Another bizarro comes in a NYT inside piece about a man who has been in a Texas prison since 1983 for a rape that last week a judge, citing DNA evidence, ruled he didn't commit. In the penultimate paragraph, it's "explained" that since the man didn't commit the rape, he can't receive a pardon, which under Texas law makes him ineligible for compensation for being wrongfully imprisoned. Huh?

Check out the WSJ front for yet another example of that pernicious journalism confusion between rate of change and change or between absolute and relative change or between a hawk and a handsaw: a laughable story about "unlucky" Internet execs who've had to endure the unbearable fate of going from being a gazillionaire to a mere bezillionaire. Some of these people are today worth only tens of millions of dollars! One of the poor dears even had to sell his Palm Beach house for more than $13 million!

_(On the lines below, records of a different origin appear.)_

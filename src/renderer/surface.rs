//! Surface: a 2D buffer of styled cells.
//!
//! Flat `Vec<Cell>` with row-major indexing for cache efficiency. Wide
//! glyphs (CJK, most emoji) occupy their width in cells; the cells after a
//! wide glyph hold a continuation marker so serialization does not
//! double-print.

use crate::drawing::{Color, Style};
use crate::measure::char_width;
use crate::types::{Extent, Point};

/// Continuation marker for the trailing cells of a wide glyph.
const CONTINUATION: char = '\0';

// =============================================================================
// Cell
// =============================================================================

/// A single styled terminal cell.
#[derive(Debug, Clone, Copy, PartialEq)]
pub struct Cell {
    pub glyph: char,
    /// `None` leaves the terminal's foreground untouched.
    pub foreground: Option<Color>,
    /// `None` leaves the terminal's background untouched.
    pub background: Option<Color>,
    pub style: Style,
}

impl Default for Cell {
    fn default() -> Self {
        Self {
            glyph: ' ',
            foreground: None,
            background: None,
            style: Style::EMPTY,
        }
    }
}

// =============================================================================
// Surface
// =============================================================================

/// A 2D buffer of terminal cells, `(height, width)` order.
///
/// Uses flat storage with row-major indexing: `index = y * width + x`.
#[derive(Debug, Clone, PartialEq)]
pub struct Surface {
    height: u16,
    width: u16,
    cells: Vec<Cell>,
}

impl Surface {
    /// Create a surface filled with default cells.
    pub fn new(height: u16, width: u16) -> Self {
        let size = height as usize * width as usize;
        Self {
            height,
            width,
            cells: vec![Cell::default(); size],
        }
    }

    /// Surface height in rows.
    #[inline]
    pub fn height(&self) -> u16 {
        self.height
    }

    /// Surface width in columns.
    #[inline]
    pub fn width(&self) -> u16 {
        self.width
    }

    /// Surface size as an extent.
    #[inline]
    pub fn extent(&self) -> Extent {
        Extent::new(self.height, self.width)
    }

    #[inline]
    fn index(&self, y: u16, x: u16) -> usize {
        y as usize * self.width as usize + x as usize
    }

    /// Check if coordinates are in bounds.
    #[inline]
    pub fn in_bounds(&self, y: u16, x: u16) -> bool {
        y < self.height && x < self.width
    }

    /// Cell reference, `None` out of bounds.
    #[inline]
    pub fn get(&self, y: u16, x: u16) -> Option<&Cell> {
        if self.in_bounds(y, x) {
            Some(&self.cells[self.index(y, x)])
        } else {
            None
        }
    }

    /// Mutable cell reference, `None` out of bounds.
    #[inline]
    pub fn get_mut(&mut self, y: u16, x: u16) -> Option<&mut Cell> {
        if self.in_bounds(y, x) {
            let idx = self.index(y, x);
            Some(&mut self.cells[idx])
        } else {
            None
        }
    }

    /// Set a single cell. Returns true if it was in bounds.
    pub fn set(&mut self, y: u16, x: u16, cell: Cell) -> bool {
        match self.get_mut(y, x) {
            Some(slot) => {
                *slot = cell;
                true
            }
            None => false,
        }
    }

    /// Write a single line of text starting at `(y, x)`.
    ///
    /// Returns the number of columns advanced. Wide glyphs get continuation
    /// cells; zero-width characters are skipped; writing clips at the right
    /// edge.
    pub fn write_str(
        &mut self,
        y: u16,
        x: u16,
        text: &str,
        foreground: Option<Color>,
        background: Option<Color>,
        style: Style,
    ) -> u16 {
        let mut col = x;

        for glyph in text.chars() {
            if col >= self.width {
                break;
            }

            let width = char_width(glyph);
            if width == 0 {
                continue;
            }

            self.set(
                y,
                col,
                Cell {
                    glyph,
                    foreground,
                    background,
                    style,
                },
            );
            for offset in 1..width {
                self.set(
                    y,
                    col + offset,
                    Cell {
                        glyph: CONTINUATION,
                        foreground,
                        background,
                        style,
                    },
                );
            }

            col = col.saturating_add(width);
        }

        col.saturating_sub(x)
    }

    /// Copy `src` into this surface with its top-left corner at `(y, x)`,
    /// clipping at the edges.
    pub fn blit(&mut self, y: u16, x: u16, src: &Surface) {
        self.overlay(src, Point::new(y as i32, x as i32));
    }

    /// Copy `src` into this surface at a signed origin (overlay semantics):
    /// cells falling outside this surface are clipped, including negative
    /// coordinates.
    pub fn overlay(&mut self, src: &Surface, origin: Point) {
        for sy in 0..src.height {
            let dy = origin.y.saturating_add(sy as i32);
            if dy < 0 || dy >= self.height as i32 {
                continue;
            }
            for sx in 0..src.width {
                let dx = origin.x.saturating_add(sx as i32);
                if dx < 0 || dx >= self.width as i32 {
                    continue;
                }
                let idx = self.index(dy as u16, dx as u16);
                self.cells[idx] = src.cells[src.index(sy, sx)];
            }
        }
    }

    /// Serialize to ANSI-escaped text, one `\n`-terminated line per row.
    ///
    /// Emits an SGR sequence only where the (style, foreground, background)
    /// run changes, and a reset at the end of each row.
    pub fn to_ansi(&self) -> String {
        let mut out = String::new();

        for y in 0..self.height {
            let mut current: Option<(Style, Option<Color>, Option<Color>)> = None;

            for x in 0..self.width {
                let cell = &self.cells[self.index(y, x)];
                if cell.glyph == CONTINUATION {
                    continue;
                }

                let attrs = (cell.style, cell.foreground, cell.background);
                if current != Some(attrs) {
                    push_sgr(&mut out, cell.style, cell.foreground, cell.background);
                    current = Some(attrs);
                }
                out.push(cell.glyph);
            }

            out.push_str("\x1B[0m\n");
        }

        out
    }
}

/// Append a reset-prefixed SGR sequence for a run's attributes.
fn push_sgr(out: &mut String, style: Style, foreground: Option<Color>, background: Option<Color>) {
    out.push_str("\x1B[0");
    for code in style.codes() {
        out.push(';');
        out.push_str(&code.to_string());
    }
    if let Some(fg) = foreground {
        out.push_str(&format!(";38;2;{};{};{}", fg.r(), fg.g(), fg.b()));
    }
    if let Some(bg) = background {
        out.push_str(&format!(";48;2;{};{};{}", bg.r(), bg.g(), bg.b()));
    }
    out.push('m');
}

#[cfg(test)]
mod tests {
    use super::*;

    #[test]
    fn test_creation() {
        let surface = Surface::new(4, 10);
        assert_eq!(surface.extent(), Extent::new(4, 10));
        assert_eq!(surface.get(3, 9).unwrap().glyph, ' ');
        assert!(surface.get(4, 0).is_none());
    }

    #[test]
    fn test_write_str() {
        let mut surface = Surface::new(2, 10);
        let advanced = surface.write_str(0, 1, "Hey", None, None, Style::EMPTY);
        assert_eq!(advanced, 3);
        assert_eq!(surface.get(0, 1).unwrap().glyph, 'H');
        assert_eq!(surface.get(0, 3).unwrap().glyph, 'y');
        assert_eq!(surface.get(0, 0).unwrap().glyph, ' ');
    }

    #[test]
    fn test_write_str_wide_glyphs() {
        let mut surface = Surface::new(1, 6);
        let advanced = surface.write_str(0, 0, "中a", None, None, Style::EMPTY);
        assert_eq!(advanced, 3);
        assert_eq!(surface.get(0, 0).unwrap().glyph, '中');
        assert_eq!(surface.get(0, 1).unwrap().glyph, CONTINUATION);
        assert_eq!(surface.get(0, 2).unwrap().glyph, 'a');
    }

    #[test]
    fn test_write_str_clips_at_edge() {
        let mut surface = Surface::new(1, 3);
        let advanced = surface.write_str(0, 0, "abcdef", None, None, Style::EMPTY);
        assert_eq!(advanced, 3);
        assert_eq!(surface.get(0, 2).unwrap().glyph, 'c');
    }

    #[test]
    fn test_blit() {
        let mut base = Surface::new(3, 6);
        let mut patch = Surface::new(1, 2);
        patch.write_str(0, 0, "ab", None, None, Style::EMPTY);

        base.blit(1, 2, &patch);
        assert_eq!(base.get(1, 2).unwrap().glyph, 'a');
        assert_eq!(base.get(1, 3).unwrap().glyph, 'b');
        assert_eq!(base.get(0, 2).unwrap().glyph, ' ');
    }

    #[test]
    fn test_overlay_clips_negative_origin() {
        let mut base = Surface::new(2, 4);
        let mut patch = Surface::new(2, 2);
        patch.write_str(0, 0, "ab", None, None, Style::EMPTY);
        patch.write_str(1, 0, "cd", None, None, Style::EMPTY);

        base.overlay(&patch, Point::new(-1, -1));
        // Only the bottom-right cell of the patch lands on the base.
        assert_eq!(base.get(0, 0).unwrap().glyph, 'd');
        assert_eq!(base.get(0, 1).unwrap().glyph, ' ');
        assert_eq!(base.get(1, 0).unwrap().glyph, ' ');
    }

    #[test]
    fn test_to_ansi_runs() {
        let mut surface = Surface::new(1, 4);
        surface.write_str(0, 0, "ab", None, None, Style::UNDERLINE_ON);
        surface.write_str(0, 2, "cd", None, None, Style::EMPTY);

        let ansi = surface.to_ansi();
        assert_eq!(ansi, "\x1B[0;4mab\x1B[0mcd\x1B[0m\n");
    }

    #[test]
    fn test_to_ansi_truecolor() {
        let mut surface = Surface::new(1, 1);
        surface.write_str(
            0,
            0,
            "x",
            Some(Color::from_rgb(1, 2, 3)),
            Some(Color::from_rgb(9, 8, 7)),
            Style::EMPTY,
        );
        assert_eq!(surface.to_ansi(), "\x1B[0;38;2;1;2;3;48;2;9;8;7mx\x1B[0m\n");
    }
}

And what gives with the Journal's sprawling front-pager about hidden but recoverable information in Microsoft Word documents, a story that is almost entirely about how a Democratic Senate campaign staffer in Minnesota used this feature to discover that a series of troublesome e-mails to the campaign were actually created by the Republican opponent? You know, the one where the information that the story was actually broken by the Minneapolis Star Tribune is held until the 14th paragraph.